- [TASK OBJECTIVE]: Show only those lines of the entries where the string "that" is found.

::::::::::

//! Error types for the entire application.
//!
//! We use `thiserror` for library-style errors with custom types,
//! and `anyhow` for application-level error propagation in main.rs and commands.

use std::path::PathBuf;
use thiserror::Error;

/// Errors that can occur while building the debug-info index
#[derive(Error, Debug)]
pub enum IndexError {
    #[error("Malformed instruction offset {key:?}: not a base-10 integer")]
    MalformedOffset { key: String },

    #[error("Invalid instruction location at offset {key:?}: {source}")]
    InvalidEntry {
        key: String,
        #[source]
        source: serde_json::Error,
    },

    #[error("Program JSON deserialization failed: {0}")]
    Json(#[from] serde_json::Error),
}

/// Errors that can occur while reading and aggregating a trace
#[derive(Error, Debug)]
pub enum TraceError {
    #[error("Invalid pc value {value:?} at row {row}")]
    InvalidPcFormat { row: u64, value: String },

    #[error("Trace has no 'pc' column")]
    MissingPcColumn,

    #[error("CSV read failed: {0}")]
    Csv(#[from] csv::Error),
}

/// Errors raised when a required input cannot be opened
#[derive(Error, Debug)]
pub enum InputError {
    #[error("Missing or unreadable input {}: {source}", .path.display())]
    Missing {
        path: PathBuf,
        #[source]
        source: std::io::Error,
    },
}

/// Errors that can occur while loading a program file from disk
#[derive(Error, Debug)]
pub enum ProgramLoadError {
    #[error(transparent)]
    Input(#[from] InputError),

    #[error(transparent)]
    Index(#[from] IndexError),
}

/// Errors that can occur during file output
#[derive(Error, Debug)]
pub enum OutputError {
    #[error("Failed to write file: {0}")]
    WriteFailed(#[from] std::io::Error),

    #[error("Failed to serialize JSON: {0}")]
    SerializationFailed(#[from] serde_json::Error),

    #[error("Invalid output path: {0}")]
    InvalidPath(String),
}
//! Offset -> scope resolution with neighbor fallback.
//!
//! An offset with its own debug entry resolves to that entry's innermost
//! scope. An offset without one borrows the innermost scope of the first
//! neighbor in `NEIGHBOR_PROBES` that has a non-empty scope list. This is a
//! heuristic: adjacent offsets can belong to different functions.

use crate::parser::{DebugEntry, DebugInfoIndex};
use crate::utils::config::{NEIGHBOR_PROBES, UNMAPPED_SCOPE};

/// How an offset was attributed to a scope
#[derive(Debug, Clone, Copy, PartialEq, Eq)]
pub enum Resolution<'a> {
    /// The offset has its own non-empty debug entry
    Direct(&'a str),

    /// Borrowed from the neighbor at `offset + delta`
    Neighbor { scope: &'a str, delta: i64 },

    /// Nothing usable at the offset or within the probe radius
    Unmapped,
}

impl<'a> Resolution<'a> {
    /// Scope identifier for this resolution
    pub fn scope(&self) -> &'a str {
        match *self {
            Resolution::Direct(scope) | Resolution::Neighbor { scope, .. } => scope,
            Resolution::Unmapped => UNMAPPED_SCOPE,
        }
    }
}

/// Resolve an offset to its most specific scope
///
/// **Public** - main entry point for scope inference
///
/// Never fails; offsets with no inferable scope map to `"unmapped"`.
pub fn resolve(offset: u64, index: &DebugInfoIndex) -> &str {
    resolve_detailed(offset, index).scope()
}

/// Resolve an offset and report which rule produced the scope
///
/// **Public** - used for resolution statistics
///
/// # Algorithm
/// 1. Exact entry: its last scope, or `Unmapped` if the list is empty.
///    An empty exact entry does not fall through to neighbors.
/// 2. Otherwise probe `+1, -1, +2, -2` and stop at the first neighbor
///    with a non-empty scope list. Probes below zero are skipped.
/// 3. Otherwise `Unmapped`.
pub fn resolve_detailed(offset: u64, index: &DebugInfoIndex) -> Resolution<'_> {
    if let Some(entry) = index.lookup(offset) {
        return entry
            .innermost_scope()
            .map_or(Resolution::Unmapped, Resolution::Direct);
    }

    NEIGHBOR_PROBES
        .iter()
        .find_map(|&delta| {
            let neighbor = offset.checked_add_signed(delta)?;
            let scope = index.lookup(neighbor).and_then(DebugEntry::innermost_scope)?;
            Some(Resolution::Neighbor { scope, delta })
        })
        .unwrap_or(Resolution::Unmapped)
}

::::::::::

- [TASK OUTPUT]:
/// Errors that can occur while building the debug-info index
/// Errors that can occur while reading and aggregating a trace
/// Errors that can occur while loading a program file from disk
/// Errors that can occur during file output
//! An offset with its own debug entry resolves to that entry's innermost
//! neighbor in `NEIGHBOR_PROBES` that has a non-empty scope list. This is a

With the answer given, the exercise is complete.